Akashi tunggal menekuk kaki, tungkai dipeluk. Kepala menengadah. Mata delima fokus hujan manik.

"Kau membuat permohonan, Nak?"

Masaomi buka suara.

Likuid biru nyaris tersemprot otomatis. Telinga Levi menegak. Bukan karena Masaomi berkata selembut sutra atau berdialog ala adagio. Melainkan karena kepala keluarga Akashi tidak sekali pun membuka bibir selama Levi ada di sini.

Huwow! Si bapak rupanya tidak bisu!

Kepala merah ditoleh.

Masaomi mengimbuh. "Dengan keinginanmu yang paling gila, kurasa?"

Seijuurou diam beberapa saat.

"Tidak bisakah ayah mengatakan sesuatu yang lebih romantis?"

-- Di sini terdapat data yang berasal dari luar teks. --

//! Command-line harness for the evidence reranker.
//!
//! Reads candidates from a JSON file, reranks them for a query and prints
//! the ranked passages as pretty JSON.

use std::path::PathBuf;

use anyhow::Context;
use clap::Parser;
use evidence_rerank::{Candidate, RerankConfig, RerankEngine};
use tracing_subscriber::EnvFilter;

/// Rerank evidence candidates for a query.
#[derive(Parser)]
#[command(name = "rerank-harness", version, about)]
struct Cli {
    /// Path to TOML configuration file.
    #[arg(short, long)]
    config: Option<PathBuf>,

    /// Query to rank against.
    #[arg(short, long)]
    query: String,

    /// JSON file holding an array of candidates.
    #[arg(long)]
    candidates: PathBuf,

    /// Force remote scoring on.
    #[arg(long, overrides_with = "no_remote")]
    remote: bool,

    /// Force remote scoring off.
    #[arg(long, overrides_with = "remote")]
    no_remote: bool,

    /// Override the number of passages returned.
    #[arg(long)]
    top_n: Option<usize>,

    /// Print stage counts and score provenance along with the results.
    #[arg(long)]
    detailed: bool,
}

#[tokio::main]
async fn main() -> anyhow::Result<()> {
    tracing_subscriber::fmt()
        .with_env_filter(
            EnvFilter::try_from_default_env()
                .unwrap_or_else(|_| EnvFilter::new("evidence_rerank=info")),
        )
        .with_writer(std::io::stderr)
        .init();

    let cli = Cli::parse();

    let mut config = match cli.config {
        Some(ref path) => RerankConfig::from_file(path)
            .with_context(|| format!("failed to load config from {}", path.display()))?,
        None => RerankConfig::default(),
    };
    config.apply_env_overrides();
    if cli.remote {
        config.remote.enabled = true;
    }
    if cli.no_remote {
        config.remote.enabled = false;
    }
    if let Some(n) = cli.top_n {
        config.chunk_stage.top_n = n;
    }

    let raw = std::fs::read_to_string(&cli.candidates)
        .with_context(|| format!("failed to read {}", cli.candidates.display()))?;
    let candidates: Vec<Candidate> =
        serde_json::from_str(&raw).context("candidates file must hold a JSON array of candidates")?;

    let engine = RerankEngine::new(config)?;
    let outcome = engine.rerank_detailed(&cli.query, &candidates).await;

    let json = if cli.detailed {
        serde_json::to_string_pretty(&outcome)?
    } else {
        serde_json::to_string_pretty(&outcome.results)?
    };
    println!("{json}");
    Ok(())
}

Levi menyesal tidak menuruti Hanji membawa alat perekam.

Koran sudah dilipat. Tangan besar Masaomi elegan menjewer gagang cangkir.

"Kau anak yang cengeng. Ayah enggan membuatmu tersentuh lalu menangis tersedu-sedu."

Wangi telang menerpa rambut halus di bawah hidung. Masaomi menyeruput teh. Lensa anggur merah serupa mata kucing mengintimidasi, lagak angkuh seakan sudah sepaket dengan dirinya.

Holang kaya yang elegan dan tangguh, seperti apa kata Kenny di rumah.

Levi mingkem selagi mencari kapas untuk menutup telinga, ogah menyimak kajian terlalu akurat bersifat lebay penuh semangat empat lima dari pamannya.

Laki-laki itu lebih penasaran mengapa Seijuurou tak menanggapi lebih lanjut dan malah diam dengan mata membelalak dan pelipis bawah merona.

"Ayah, hentikan. Itu topik pribadi."

"Kenapa? Malu ada teman sekelas?"

Ada penekanan disengaja pada kata 'teman'. Di telinga Levi, Masaomi mengucapkannya seperti dieja.

Dengus dongkol keluar dari hidung. Seijuurou membuang muka dari Masaomi tidak ke arah Levi. "Tidak. Dia tidak ada hubungannya."

Levi yakin Seijuurou sengaja mengatakannya. Lantas, alis terangkat dan menyeletuk.

"Hei, Pak Tua. Aku tidak tahu kawan sekelasku ini cengeng."

Dan, untuk kali kedua dalam situasi tak berbeda, mata Seijuurou membulat dongkol.

Lain pula reaksi Masaomi. "Harus kuakui, putraku bisa mengeluarkan segala macam alasan, tapi jelas ditepuk sedikit dia bisa banjir air mata."

"Ayah!"

Dua seme mulai menikmati ini.

"Ah, betapa aku iri padamu, Orang Tua."

"Hentikan itu, Levi," serobot Seijuurou. "Kau membuatku ingin melayangkan gunting."

"Jangan bersikap bodoh." Masaomi menaruh cangkir. "Nak, kau mengingatkan Ayah pada siswi PMS. Oh, wajahmu mulai merona. Mana kacamata ayahmu, Nak?"

"Astaga."

Bintang jatuh tak lagi menarik perhatian.

"Ini topik tidak menarik. Jelas aku diledek dua pihak berwatak mirip."

Kata-kata Seijuurou berhasil memancing kedut dua pejantan selain dirinya.

Masaomi yang pertama kali menanggapi.

"Ayah tak akan bilang kau keliru." Teh biru dihabiskan. Cangkir ditaruh lagi. "Tapi tidak bijak menyimpulkan seringan itu, Nak."

Lengan putra tunggal digamit. Seijuurou ditarik hengkang dari sofa. Cangkir dikembalikan raja kasta pada tempat semula, pelakunya berdiri dari tempat duduk.

Malam dingin berganti panas. Berlatar keindahan langit, suasana hening diusir desah erotis.